§ Material for this exercise:
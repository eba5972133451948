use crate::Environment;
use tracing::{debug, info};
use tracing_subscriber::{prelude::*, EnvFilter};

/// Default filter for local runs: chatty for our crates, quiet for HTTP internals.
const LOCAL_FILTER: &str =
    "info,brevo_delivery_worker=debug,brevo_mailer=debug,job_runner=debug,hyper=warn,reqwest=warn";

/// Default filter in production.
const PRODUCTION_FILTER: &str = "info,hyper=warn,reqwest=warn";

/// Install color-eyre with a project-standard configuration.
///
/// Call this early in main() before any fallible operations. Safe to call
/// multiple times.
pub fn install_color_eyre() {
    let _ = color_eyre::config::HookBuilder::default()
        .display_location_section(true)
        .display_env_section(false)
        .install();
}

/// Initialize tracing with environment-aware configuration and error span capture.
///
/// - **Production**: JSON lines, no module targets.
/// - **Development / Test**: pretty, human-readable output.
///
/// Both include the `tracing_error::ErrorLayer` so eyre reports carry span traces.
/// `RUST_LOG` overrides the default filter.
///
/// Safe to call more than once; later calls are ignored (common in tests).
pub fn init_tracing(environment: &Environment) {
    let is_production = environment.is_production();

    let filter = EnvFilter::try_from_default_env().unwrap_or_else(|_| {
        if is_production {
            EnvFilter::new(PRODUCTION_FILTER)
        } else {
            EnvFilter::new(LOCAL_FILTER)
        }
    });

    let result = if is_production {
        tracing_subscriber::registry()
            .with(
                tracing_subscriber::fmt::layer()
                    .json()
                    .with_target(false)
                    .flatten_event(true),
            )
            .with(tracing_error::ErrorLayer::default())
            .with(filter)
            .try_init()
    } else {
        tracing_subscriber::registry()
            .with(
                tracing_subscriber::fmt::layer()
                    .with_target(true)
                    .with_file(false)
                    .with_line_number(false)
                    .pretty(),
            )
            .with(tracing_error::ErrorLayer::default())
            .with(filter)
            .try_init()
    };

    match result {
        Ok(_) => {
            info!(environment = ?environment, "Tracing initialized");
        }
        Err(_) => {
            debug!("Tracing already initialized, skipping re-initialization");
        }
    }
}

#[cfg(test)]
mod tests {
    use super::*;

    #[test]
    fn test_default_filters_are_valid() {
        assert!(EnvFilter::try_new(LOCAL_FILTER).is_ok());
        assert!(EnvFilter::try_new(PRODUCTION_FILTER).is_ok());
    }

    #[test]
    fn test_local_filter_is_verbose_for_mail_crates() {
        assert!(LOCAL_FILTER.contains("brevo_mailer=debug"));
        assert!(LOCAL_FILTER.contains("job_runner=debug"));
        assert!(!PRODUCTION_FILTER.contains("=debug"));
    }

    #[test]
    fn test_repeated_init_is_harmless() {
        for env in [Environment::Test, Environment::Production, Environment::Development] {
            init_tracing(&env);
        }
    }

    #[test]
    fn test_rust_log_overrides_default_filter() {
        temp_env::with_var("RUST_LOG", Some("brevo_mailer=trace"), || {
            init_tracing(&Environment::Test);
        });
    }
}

§ Exercise objective: If a line in the entries holds the string "EnvFilter", it belongs in the tally; state the tally alone.

§ Task output: 6